Indian PM enlists chief ministers to save tigers
Fri, February 29 2008
Concerned over the decline in the number of tigers, Prime Minister Manmohan Singh asked chief ministers at the weekend to take personal charge of tiger conservation and forest management in their states.
The prime minister will convene a conference of chief ministers with tiger reserves to put in place a coordinated response to the challenge of tiger conservation, an official statement said Friday.
Chairing a meeting to review tiger conservation status in the country and the functioning of the National Tiger Conservation Authority (NTCA), Manmohan Singh said that the government was fully committed to tiger conservation.
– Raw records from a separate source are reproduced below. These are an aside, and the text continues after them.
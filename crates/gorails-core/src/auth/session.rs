use std::path::{Path, PathBuf};

use anyhow::{Context, Result};
use chrono::{DateTime, Utc};
use serde::{Deserialize, Serialize};
use tracing::debug;

/// Stored platform session. Valid until a request using it is rejected;
/// no expiry is tracked.
#[derive(Debug, Clone, PartialEq, Eq, Serialize, Deserialize)]
pub struct SessionData {
    /// Older session files name this field `session_id`
    #[serde(alias = "session_id")]
    pub token: String,
    #[serde(default = "Utc::now")]
    pub created_at: DateTime<Utc>,
}

impl SessionData {
    pub fn new(token: impl Into<String>) -> Self {
        Self {
            token: token.into(),
            created_at: Utc::now(),
        }
    }

    /// Value for a `Cookie` request header
    pub fn cookie_header(&self, cookie_name: &str) -> String {
        format!("{}={}", cookie_name, self.token)
    }
}

/// Reads and writes the single session record on disk.
pub struct SessionStore {
    path: PathBuf,
}

impl SessionStore {
    pub fn new(path: PathBuf) -> Self {
        Self { path }
    }

    pub fn path(&self) -> &Path {
        &self.path
    }

    /// Load the stored session. A missing file or empty token is `None`.
    pub fn load(&self) -> Result<Option<SessionData>> {
        if !self.path.exists() {
            debug!(path = %self.path.display(), "No stored session");
            return Ok(None);
        }

        let contents = std::fs::read_to_string(&self.path)
            .context("Failed to read session file")?;
        let data: SessionData = serde_json::from_str(&contents)
            .context("Failed to parse session file")?;

        if data.token.trim().is_empty() {
            return Ok(None);
        }
        Ok(Some(data))
    }

    /// Save session to disk, replacing any previous record
    pub fn save(&self, data: &SessionData) -> Result<()> {
        if let Some(parent) = self.path.parent() {
            if !parent.as_os_str().is_empty() {
                std::fs::create_dir_all(parent)
                    .context("Failed to create session directory")?;
            }
        }
        let contents = serde_json::to_string_pretty(data)?;
        std::fs::write(&self.path, contents).context("Failed to write session file")?;
        debug!(path = %self.path.display(), "Session saved");
        Ok(())
    }

    /// Remove the stored session, if any
    pub fn clear(&self) -> Result<()> {
        if self.path.exists() {
            std::fs::remove_file(&self.path).context("Failed to remove session file")?;
        }
        Ok(())
    }
}

#[cfg(test)]
mod tests {
    use super::*;

    fn store_in(dir: &tempfile::TempDir) -> SessionStore {
        SessionStore::new(dir.path().join("nested").join("session.json"))
    }

    #[test]
    fn test_load_missing_is_none() {
        let dir = tempfile::tempdir().unwrap();
        assert!(store_in(&dir).load().unwrap().is_none());
    }

    #[test]
    fn test_save_then_load_round_trip() {
        let dir = tempfile::tempdir().unwrap();
        let store = store_in(&dir);
        let data = SessionData::new("abc%2Fdef--123==");

        store.save(&data).unwrap();
        let loaded = store.load().unwrap().expect("session should be stored");
        assert_eq!(loaded, data);
        assert_eq!(loaded.token.as_bytes(), b"abc%2Fdef--123==");
    }

    #[test]
    fn test_save_overwrites_previous_record() {
        let dir = tempfile::tempdir().unwrap();
        let store = store_in(&dir);
        store.save(&SessionData::new("first")).unwrap();
        store.save(&SessionData::new("second")).unwrap();
        assert_eq!(store.load().unwrap().unwrap().token, "second");
    }

    #[test]
    fn test_load_legacy_record() {
        let dir = tempfile::tempdir().unwrap();
        let path = dir.path().join(".gorails.json");
        std::fs::write(&path, r#"{"session_id": "legacy-token"}"#).unwrap();

        let loaded = SessionStore::new(path).load().unwrap().unwrap();
        assert_eq!(loaded.token, "legacy-token");
    }

    #[test]
    fn test_empty_token_is_absent() {
        let dir = tempfile::tempdir().unwrap();
        let path = dir.path().join("session.json");
        std::fs::write(&path, r#"{"token": "  "}"#).unwrap();
        assert!(SessionStore::new(path).load().unwrap().is_none());
    }

    #[test]
    fn test_corrupt_file_is_error() {
        let dir = tempfile::tempdir().unwrap();
        let path = dir.path().join("session.json");
        std::fs::write(&path, "not json").unwrap();
        assert!(SessionStore::new(path).load().is_err());
    }

    #[test]
    fn test_clear_removes_record() {
        let dir = tempfile::tempdir().unwrap();
        let store = store_in(&dir);
        store.save(&SessionData::new("token")).unwrap();
        store.clear().unwrap();
        assert!(store.load().unwrap().is_none());
        // Clearing twice is fine
        store.clear().unwrap();
    }

    #[test]
    fn test_cookie_header() {
        let data = SessionData::new("xyz");
        assert_eq!(data.cookie_header("_gorails_session"), "_gorails_session=xyz");
    }
}
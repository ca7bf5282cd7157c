//! Utility functions for names, sizes and text cleanup.

pub mod format;

pub use format::{collapse_whitespace, episode_filename, format_bytes, slugify};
He said the government would enhance financial and organisational support for conservational efforts.
However, he noted that recent estimates of tiger population, arrived at on the basis of a new methodology, “cannot be compared with earlier estimates,” the statement said.
The latest census by the NTCA had earlier this month revealed that there were only an estimated 1,411 tigers left in the wild in India today, less than half the number found in the 2002 census.
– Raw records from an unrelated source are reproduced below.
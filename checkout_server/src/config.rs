use std::env;

use checkout_common::{helpers::parse_env, DEFAULT_CURRENCY_CODE};
use log::*;
use payment_providers::{CardHoldConfig, PartsPayConfig};

const DEFAULT_CHECKOUT_HOST: &str = "127.0.0.1";
const DEFAULT_CHECKOUT_PORT: u16 = 8360;
const DEFAULT_DATABASE_URL: &str = "sqlite://data/checkout.db";
const DEFAULT_EVENT_BUFFER_SIZE: usize = 128;
const DEFAULT_MAX_DB_CONNECTIONS: u32 = 25;

#[derive(Clone, Debug)]
pub struct ServerConfig {
    pub host: String,
    pub port: u16,
    pub database_url: String,
    pub max_db_connections: u32,
    /// The currency code used for new orders and payments
    pub currency: String,
    /// Capacity of each notification queue. Events are dropped (and logged) when a queue is full.
    pub event_buffer_size: usize,
    pub notifications: NotificationConfig,
    pub card_hold: CardHoldConfig,
    pub parts_pay: PartsPayConfig,
}

impl Default for ServerConfig {
    fn default() -> Self {
        Self {
            host: DEFAULT_CHECKOUT_HOST.to_string(),
            port: DEFAULT_CHECKOUT_PORT,
            database_url: DEFAULT_DATABASE_URL.to_string(),
            max_db_connections: DEFAULT_MAX_DB_CONNECTIONS,
            currency: DEFAULT_CURRENCY_CODE.to_string(),
            event_buffer_size: DEFAULT_EVENT_BUFFER_SIZE,
            notifications: NotificationConfig::default(),
            card_hold: CardHoldConfig::default(),
            parts_pay: PartsPayConfig::default(),
        }
    }
}

impl ServerConfig {
    pub fn new(host: &str, port: u16) -> Self {
        Self { host: host.to_string(), port, ..Default::default() }
    }

    pub fn from_env_or_default() -> Self {
        let host = env::var("CHECKOUT_HOST").ok().unwrap_or_else(|| DEFAULT_CHECKOUT_HOST.into());
        let port = env::var("CHECKOUT_PORT")
            .map(|s| {
                s.parse::<u16>().unwrap_or_else(|e| {
                    error!(
                        "🪛️ {s} is not a valid port for CHECKOUT_PORT. {e} Using the default, {DEFAULT_CHECKOUT_PORT}, \
                         instead."
                    );
                    DEFAULT_CHECKOUT_PORT
                })
            })
            .ok()
            .unwrap_or(DEFAULT_CHECKOUT_PORT);
        let database_url = env::var("CHECKOUT_DATABASE_URL").ok().unwrap_or_else(|| {
            warn!("🪛️ CHECKOUT_DATABASE_URL is not set. Using {DEFAULT_DATABASE_URL}.");
            DEFAULT_DATABASE_URL.into()
        });
        let max_db_connections = parse_env("CHECKOUT_MAX_DB_CONNECTIONS").unwrap_or(DEFAULT_MAX_DB_CONNECTIONS);
        let currency = env::var("CHECKOUT_CURRENCY").ok().unwrap_or_else(|| {
            info!("🪛️ CHECKOUT_CURRENCY is not set. Using {DEFAULT_CURRENCY_CODE}.");
            DEFAULT_CURRENCY_CODE.into()
        });
        let event_buffer_size = configure_event_buffer_size();
        let notifications = NotificationConfig::from_env_or_default(&currency);
        let card_hold = CardHoldConfig::new_from_env_or_default();
        let parts_pay = PartsPayConfig::new_from_env_or_default();
        Self {
            host,
            port,
            database_url,
            max_db_connections,
            currency,
            event_buffer_size,
            notifications,
            card_hold,
            parts_pay,
        }
    }
}

fn configure_event_buffer_size() -> usize {
    env::var("CHECKOUT_EVENT_BUFFER_SIZE")
        .map_err(|_| {
            info!("🪛️ CHECKOUT_EVENT_BUFFER_SIZE is not set. Using the default value of {DEFAULT_EVENT_BUFFER_SIZE}.")
        })
        .and_then(|s| {
            s.parse::<usize>()
                .map_err(|e| warn!("🪛️ Invalid configuration value for CHECKOUT_EVENT_BUFFER_SIZE. {e}"))
                .and_then(|n| match n {
                    0 => {
                        warn!("🪛️ CHECKOUT_EVENT_BUFFER_SIZE must be at least 1.");
                        Err(())
                    },
                    n => Ok(n),
                })
        })
        .ok()
        .unwrap_or(DEFAULT_EVENT_BUFFER_SIZE)
}

//-------------------------------------------------  Notifications  ---------------------------------------------------
/// Settings for the customer-facing messages built in [`crate::notifications`].
#[derive(Clone, Debug, Default)]
pub struct NotificationConfig {
    /// Link to an order page. `{id}` is replaced with the order id.
    pub order_link_mask: String,
    /// Link to a product page. `{id}` is replaced with the product id.
    pub product_link_mask: String,
    /// The card customers transfer money to when they pay with the `to_card` method
    pub card_number: String,
    pub currency: String,
}

impl NotificationConfig {
    pub fn from_env_or_default(currency: &str) -> Self {
        let order_link_mask = env::var("CHECKOUT_ORDER_LINK_MASK").unwrap_or_else(|_| {
            warn!("🪛️ CHECKOUT_ORDER_LINK_MASK is not set. Notifications will not link to orders.");
            String::default()
        });
        let product_link_mask = env::var("CHECKOUT_PRODUCT_LINK_MASK").unwrap_or_default();
        let card_number = env::var("CHECKOUT_CARD_NUMBER").unwrap_or_else(|_| {
            warn!("🪛️ CHECKOUT_CARD_NUMBER is not set. Card transfer instructions will be incomplete.");
            String::default()
        });
        Self { order_link_mask, product_link_mask, card_number, currency: currency.to_string() }
    }
}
The prime minister directed that the government should fund modernisation of tiger reserves management, including recruitment of staff from local population and provide them adequate equipment. He also sought a state-specific strategy for such central assistance.
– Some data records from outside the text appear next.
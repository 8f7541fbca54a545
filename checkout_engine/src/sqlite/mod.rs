//! SQLite backend for the checkout engine.
//!
//! Migrations live in `migrations/` next to this module and are applied with `sqlx::migrate!`.
mod sqlite_impl;

pub mod db;
pub use sqlite_impl::SqliteDatabase;
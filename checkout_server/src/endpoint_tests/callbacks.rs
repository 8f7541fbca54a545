use actix_web::http::StatusCode;
use checkout_engine::db_types::PaymentStatus;
use serde_json::json;

use super::{
    helpers::{checkout_api, configure, post_request, sample_order, sample_payment},
    mocks::{MockCardHold, MockDatabase, MockPartsPay},
};

const FORM: &str = "application/x-www-form-urlencoded";
const CALLBACK_BODY: &str = "data=eyJvcmRlcl9pZCI6InR4LTEifQ%3D%3D&signature=c2lnbmVk";

/// A card-hold gateway that accepts every signature and decodes every payload to `payload`.
fn card_hold_reporting(status: &'static str) -> MockCardHold {
    let mut card_hold = MockCardHold::new();
    card_hold.expect_verify_signature().returning(|data, signature| {
        data.to_string() == "eyJvcmRlcl9pZCI6InR4LTEifQ==" && signature.to_string() == "c2lnbmVk"
    });
    card_hold
        .expect_decode_payload()
        .returning(move |_| Ok(json!({"action": "hold", "status": status, "order_id": "tx-1"})));
    card_hold
}

fn database_with_payment(status: PaymentStatus) -> MockDatabase {
    database_with_provider_payment("liqpay", status)
}

fn database_with_provider_payment(provider: &'static str, status: PaymentStatus) -> MockDatabase {
    let mut db = MockDatabase::new();
    db.expect_fetch_payment().returning(move |txid| {
        let mut payment = sample_payment(&sample_order(5, "p2p"), txid, provider);
        payment.status = status;
        Ok(Some(payment))
    });
    db.expect_fetch_order().returning(|id| Ok(Some(sample_order(id, "p2p"))));
    db
}

#[actix_web::test]
async fn card_hold_callback_is_applied() {
    let _ = env_logger::try_init().ok();
    let mut db = database_with_payment(PaymentStatus::New);
    db.expect_save_payment()
        .times(1)
        .withf(|p| p.transaction_id == "tx-1" && p.status == PaymentStatus::WaitingConfirmation)
        .returning(|_| Ok(()));
    db.expect_save_order()
        .times(1)
        .withf(|o| {
            o.payment_status() == PaymentStatus::WaitingConfirmation &&
                o.payment.history.last().comment == "updated by callback"
        })
        .returning(|_| Ok(()));
    let api = checkout_api(db, card_hold_reporting("hold_wait"), MockPartsPay::new());
    let (status, body) = post_request("/callback/liqpay", FORM, CALLBACK_BODY, configure(api)).await;
    assert_eq!(status, StatusCode::OK, "{body}");
    assert_eq!(body, r#"{"result":"applied"}"#);
}

#[actix_web::test]
async fn repeated_callback_is_acknowledged() {
    let _ = env_logger::try_init().ok();
    let mut db = database_with_payment(PaymentStatus::WaitingConfirmation);
    db.expect_save_payment().never();
    db.expect_save_order().never();
    let api = checkout_api(db, card_hold_reporting("hold_wait"), MockPartsPay::new());
    let (status, body) = post_request("/callback/liqpay", FORM, CALLBACK_BODY, configure(api)).await;
    assert_eq!(status, StatusCode::OK, "{body}");
    assert_eq!(body, r#"{"result":"duplicate"}"#);
}

#[actix_web::test]
async fn callback_for_a_payment_of_another_provider() {
    let _ = env_logger::try_init().ok();
    let mut db = database_with_provider_payment("none", PaymentStatus::New);
    db.expect_save_payment().never();
    db.expect_save_order().never();
    let api = checkout_api(db, card_hold_reporting("success"), MockPartsPay::new());
    let (status, body) = post_request("/callback/liqpay", FORM, CALLBACK_BODY, configure(api)).await;
    assert_eq!(status, StatusCode::CONFLICT);
    assert_eq!(body, r#"{"error":"[provider callback] Payment tx-1 was initiated with 'none', not 'liqpay'"}"#);
}

#[actix_web::test]
async fn late_callback_for_a_settled_payment() {
    let _ = env_logger::try_init().ok();
    let mut db = database_with_payment(PaymentStatus::Done);
    db.expect_save_payment().never();
    db.expect_save_order().never();
    let api = checkout_api(db, card_hold_reporting("hold_wait"), MockPartsPay::new());
    let (status, body) = post_request("/callback/liqpay", FORM, CALLBACK_BODY, configure(api)).await;
    assert_eq!(status, StatusCode::OK, "{body}");
    assert_eq!(body, r#"{"result":"ignored"}"#);
}

#[actix_web::test]
async fn forged_callback_is_rejected() {
    let _ = env_logger::try_init().ok();
    let mut db = MockDatabase::new();
    db.expect_fetch_payment().never();
    let api = checkout_api(db, card_hold_reporting("success"), MockPartsPay::new());
    let body = "data=eyJvcmRlcl9pZCI6InR4LTEifQ%3D%3D&signature=Zm9yZ2Vk";
    let (status, body) = post_request("/callback/liqpay", FORM, body, configure(api)).await;
    assert_eq!(status, StatusCode::BAD_REQUEST);
    assert_eq!(body, r#"{"error":"[provider callback] Invalid signature on a callback from 'liqpay'"}"#);
}

#[actix_web::test]
async fn callback_from_unknown_provider() {
    let _ = env_logger::try_init().ok();
    let api = checkout_api(MockDatabase::new(), MockCardHold::new(), MockPartsPay::new());
    let (status, body) = post_request("/callback/paypal", FORM, CALLBACK_BODY, configure(api)).await;
    assert_eq!(status, StatusCode::BAD_REQUEST);
    assert_eq!(body, r#"{"error":"[provider callback] No callback capability for provider 'paypal'"}"#);
}

#[actix_web::test]
async fn installment_callback_in_intermediate_state() {
    let _ = env_logger::try_init().ok();
    let mut db = MockDatabase::new();
    db.expect_fetch_payment().returning(|txid| {
        let order = sample_order(5, "parts_pay");
        Ok(Some(sample_payment(&order, txid, "privat_parts_pay")))
    });
    db.expect_fetch_order().returning(|id| Ok(Some(sample_order(id, "parts_pay"))));
    db.expect_save_payment().never();
    let mut parts_pay = MockPartsPay::new();
    parts_pay.expect_verify_callback().returning(|cb| cb.signature == "valid");
    let api = checkout_api(db, MockCardHold::new(), parts_pay);
    let body = json!({
        "orderId": "tx-7",
        "storeId": "store-1",
        "paymentState": "CLIENT_WAIT",
        "message": "waiting for the client",
        "signature": "valid"
    });
    let (status, body) =
        post_request("/callback/privat_parts_pay", "application/json", &body.to_string(), configure(api)).await;
    assert_eq!(status, StatusCode::OK, "{body}");
    assert_eq!(body, r#"{"result":"skipped"}"#);
}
The government has recently approved an enhanced relocation package of up to Rs.1 million per family for families living in tiger reserves.
Schemes for rehabilitation of traditional hunters, for supporting new reserves, for supporting eco-tourism benefiting local communities, for deployment of anti-poaching staff, and for improving service conditions of forest officers have also been taken up, the statement added.
While noting that some states have a better record of tiger conservation than others, the meeting stressed the importance of concerned state governments paying focused attention.
The meeting was attended by the Minister of State for Forests S. Regupathy, Deputy Chairperson of the Planning Commission Montek Singh Ahluwalia, the NCTA director among other officials.